Work instruction:
Could you write out the lines below exactly, beginning with the first and finishing with the one that contains "fn boxes_overlap(a: &BoundingBox, b: &BoundingBox)"?

++++ Available data

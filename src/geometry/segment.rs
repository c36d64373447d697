//! Line segment intersection.
//!
//! Classic two-step test: reject when the segments' bounding boxes do not
//! overlap, then require that each segment touches or straddles the line
//! through the other one. Both directions are needed; a segment that only
//! meets the infinite extension of the other does not intersect it.

use super::types::{BoundingBox, Point};

/// Tolerance for treating a point as lying on a line
pub const ON_LINE_EPSILON: f64 = 1e-6;

/// A line segment between two points
#[derive(Debug, Clone, Copy, PartialEq)]
pub struct Segment {
    pub start: Point,
    pub end: Point,
}

impl Segment {
    pub fn new(start: Point, end: Point) -> Self {
        Self { start, end }
    }

    /// Axis-aligned box spanned by the two endpoints
    pub fn bounds(&self) -> BoundingBox {
        BoundingBox::from_min_max(
            self.start.x.min(self.end.x),
            self.start.y.min(self.end.y),
            self.start.x.max(self.end.x),
            self.start.y.max(self.end.y),
        )
    }

    /// Cross product of this segment's direction with `start -> p`
    fn cross(&self, p: Point) -> f64 {
        let (ax, ay) = (self.end.x - self.start.x, self.end.y - self.start.y);
        let (bx, by) = (p.x - self.start.x, p.y - self.start.y);
        ax * by - bx * ay
    }

    fn is_point_on_line(&self, p: Point) -> bool {
        self.cross(p).abs() < ON_LINE_EPSILON
    }

    fn is_point_right_of_line(&self, p: Point) -> bool {
        self.cross(p) < 0.0
    }

    /// True when `other` touches or crosses the infinite line through `self`
    fn touches_or_crosses_line(&self, other: &Segment) -> bool {
        self.is_point_on_line(other.start)
            || self.is_point_on_line(other.end)
            || (self.is_point_right_of_line(other.start)
                != self.is_point_right_of_line(other.end))
    }
}

/// Edge-inclusive overlap test used for the bounding-box reject step
fn boxes_overlap(a: &BoundingBox, b: &BoundingBox) -> bool {
    a.x <= b.right() && a.right() >= b.x && a.y <= b.bottom() && a.bottom() >= b.y
}

/// Returns true iff the two segments touch or cross.
pub fn segments_intersect(a: &Segment, b: &Segment) -> bool {
    boxes_overlap(&a.bounds(), &b.bounds())
        && a.touches_or_crosses_line(b)
        && b.touches_or_crosses_line(a)
}

#[cfg(test)]
mod tests {
    use super::*;

    fn seg(x1: f64, y1: f64, x2: f64, y2: f64) -> Segment {
        Segment::new(Point::new(x1, y1), Point::new(x2, y2))
    }

    #[test]
    fn test_crossing_segments() {
        assert!(segments_intersect(
            &seg(0.0, 0.0, 10.0, 0.0),
            &seg(5.0, -5.0, 5.0, 5.0)
        ));
    }

    #[test]
    fn test_parallel_segments_do_not_intersect() {
        assert!(!segments_intersect(
            &seg(0.0, 0.0, 10.0, 0.0),
            &seg(0.0, 5.0, 10.0, 5.0)
        ));
    }

    #[test]
    fn test_touching_endpoint_counts() {
        assert!(segments_intersect(
            &seg(0.0, 0.0, 10.0, 0.0),
            &seg(10.0, 0.0, 10.0, 10.0)
        ));
    }

    #[test]
    fn test_extension_of_line_does_not_count() {
        // (20,-5)-(20,5) crosses the infinite x-axis line but not the segment
        assert!(!segments_intersect(
            &seg(0.0, 0.0, 10.0, 0.0),
            &seg(20.0, -5.0, 20.0, 5.0)
        ));
        // boxes overlap, but the second segment stays above the first line
        assert!(!segments_intersect(
            &seg(0.0, 0.0, 10.0, 10.0),
            &seg(0.0, 10.0, 4.0, 6.5)
        ));
    }

    #[test]
    fn test_collinear_overlap() {
        assert!(segments_intersect(
            &seg(0.0, 0.0, 10.0, 0.0),
            &seg(5.0, 0.0, 15.0, 0.0)
        ));
    }
}
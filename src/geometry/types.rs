//! Core geometric types shared by containment and alignment

/// A 2D point in canvas coordinates (y grows downwards)
#[derive(Debug, Clone, Copy, PartialEq, Default)]
pub struct Point {
    pub x: f64,
    pub y: f64,
}

impl Point {
    pub fn new(x: f64, y: f64) -> Self {
        Self { x, y }
    }

    /// Translate the point by the given offsets
    pub fn offset(&self, dx: f64, dy: f64) -> Point {
        Point::new(self.x + dx, self.y + dy)
    }
}

/// Canvas axis used by alignment and distribution
#[derive(Debug, Clone, Copy, PartialEq, Eq, Hash)]
pub enum Axis {
    X,
    Y,
}

/// An axis-aligned bounding box representing the spatial extent of a layer
#[derive(Debug, Clone, Copy, PartialEq)]
pub struct BoundingBox {
    pub x: f64,
    pub y: f64,
    pub width: f64,
    pub height: f64,
}

impl BoundingBox {
    pub fn new(x: f64, y: f64, width: f64, height: f64) -> Self {
        Self {
            x,
            y,
            width,
            height,
        }
    }

    /// Create a bounding box from its absolute corner coordinates
    pub fn from_min_max(min_x: f64, min_y: f64, max_x: f64, max_y: f64) -> Self {
        Self::new(min_x, min_y, max_x - min_x, max_y - min_y)
    }

    /// Smallest box containing every point, or `None` for an empty iterator
    pub fn from_points<I>(points: I) -> Option<Self>
    where
        I: IntoIterator<Item = Point>,
    {
        let mut points = points.into_iter();
        let first = points.next()?;
        let (mut min_x, mut min_y, mut max_x, mut max_y) = (first.x, first.y, first.x, first.y);
        for p in points {
            min_x = min_x.min(p.x);
            min_y = min_y.min(p.y);
            max_x = max_x.max(p.x);
            max_y = max_y.max(p.y);
        }
        Some(Self::from_min_max(min_x, min_y, max_x, max_y))
    }

    /// Create a zero-sized bounding box at the origin
    pub fn zero() -> Self {
        Self::new(0.0, 0.0, 0.0, 0.0)
    }

    pub fn min_x(&self) -> f64 {
        self.x
    }

    pub fn min_y(&self) -> f64 {
        self.y
    }

    /// Right edge x-coordinate
    pub fn right(&self) -> f64 {
        self.x + self.width
    }

    /// Bottom edge y-coordinate
    pub fn bottom(&self) -> f64 {
        self.y + self.height
    }

    /// Minimum coordinate on the given axis
    pub fn min(&self, axis: Axis) -> f64 {
        match axis {
            Axis::X => self.x,
            Axis::Y => self.y,
        }
    }

    /// Maximum coordinate on the given axis
    pub fn max(&self, axis: Axis) -> f64 {
        match axis {
            Axis::X => self.right(),
            Axis::Y => self.bottom(),
        }
    }

    /// Extent on the given axis
    pub fn extent(&self, axis: Axis) -> f64 {
        match axis {
            Axis::X => self.width,
            Axis::Y => self.height,
        }
    }

    /// Center point of the bounding box
    pub fn center(&self) -> Point {
        Point {
            x: self.x + self.width / 2.0,
            y: self.y + self.height / 2.0,
        }
    }

    /// Check if this bounding box contains a point
    pub fn contains(&self, point: Point) -> bool {
        point.x >= self.x
            && point.x <= self.right()
            && point.y >= self.y
            && point.y <= self.bottom()
    }

    /// Check if `inner` lies entirely within this box (edges inclusive)
    pub fn contains_box(&self, inner: &BoundingBox) -> bool {
        self.x <= inner.x
            && self.y <= inner.y
            && self.right() >= inner.right()
            && self.bottom() >= inner.bottom()
    }

    /// Check if this bounding box intersects another
    pub fn intersects(&self, other: &BoundingBox) -> bool {
        self.x < other.right()
            && self.right() > other.x
            && self.y < other.bottom()
            && self.bottom() > other.y
    }

    /// Clip this box to `other`; the result may be empty (negative extent)
    pub fn clip_to(&self, other: &BoundingBox) -> BoundingBox {
        BoundingBox::from_min_max(
            self.x.max(other.x),
            self.y.max(other.y),
            self.right().min(other.right()),
            self.bottom().min(other.bottom()),
        )
    }

    /// Compute the union of two bounding boxes (smallest box containing both)
    pub fn union(&self, other: &BoundingBox) -> BoundingBox {
        let x = self.x.min(other.x);
        let y = self.y.min(other.y);
        let right = self.right().max(other.right());
        let bottom = self.bottom().max(other.bottom());
        BoundingBox::new(x, y, right - x, bottom - y)
    }

    /// The four corners in clockwise order starting at the top-left
    pub fn corners(&self) -> [Point; 4] {
        [
            Point::new(self.x, self.y),
            Point::new(self.right(), self.y),
            Point::new(self.right(), self.bottom()),
            Point::new(self.x, self.bottom()),
        ]
    }
}

impl Default for BoundingBox {
    fn default() -> Self {
        Self::zero()
    }
}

++++++++

Written answer:
filename src/geometry/segment.rs
repository c36d64373447d697
//! Line segment intersection.
//!
//! Classic two-step test: reject when the segments' bounding boxes do not
//! overlap, then require that each segment touches or straddles the line
//! through the other one. Both directions are needed; a segment that only
//! meets the infinite extension of the other does not intersect it.

use super::types::{BoundingBox, Point};

/// Tolerance for treating a point as lying on a line
pub const ON_LINE_EPSILON: f64 = 1e-6;

/// A line segment between two points
#[derive(Debug, Clone, Copy, PartialEq)]
pub struct Segment {
    pub start: Point,
    pub end: Point,
}

impl Segment {
    pub fn new(start: Point, end: Point) -> Self {
        Self { start, end }
    }

    /// Axis-aligned box spanned by the two endpoints
    pub fn bounds(&self) -> BoundingBox {
        BoundingBox::from_min_max(
            self.start.x.min(self.end.x),
            self.start.y.min(self.end.y),
            self.start.x.max(self.end.x),
            self.start.y.max(self.end.y),
        )
    }

    /// Cross product of this segment's direction with `start -> p`
    fn cross(&self, p: Point) -> f64 {
        let (ax, ay) = (self.end.x - self.start.x, self.end.y - self.start.y);
        let (bx, by) = (p.x - self.start.x, p.y - self.start.y);
        ax * by - bx * ay
    }

    fn is_point_on_line(&self, p: Point) -> bool {
        self.cross(p).abs() < ON_LINE_EPSILON
    }

    fn is_point_right_of_line(&self, p: Point) -> bool {
        self.cross(p) < 0.0
    }

    /// True when `other` touches or crosses the infinite line through `self`
    fn touches_or_crosses_line(&self, other: &Segment) -> bool {
        self.is_point_on_line(other.start)
            || self.is_point_on_line(other.end)
            || (self.is_point_right_of_line(other.start)
                != self.is_point_right_of_line(other.end))
    }
}

/// Edge-inclusive overlap test used for the bounding-box reject step
fn boxes_overlap(a: &BoundingBox, b: &BoundingBox) -> bool {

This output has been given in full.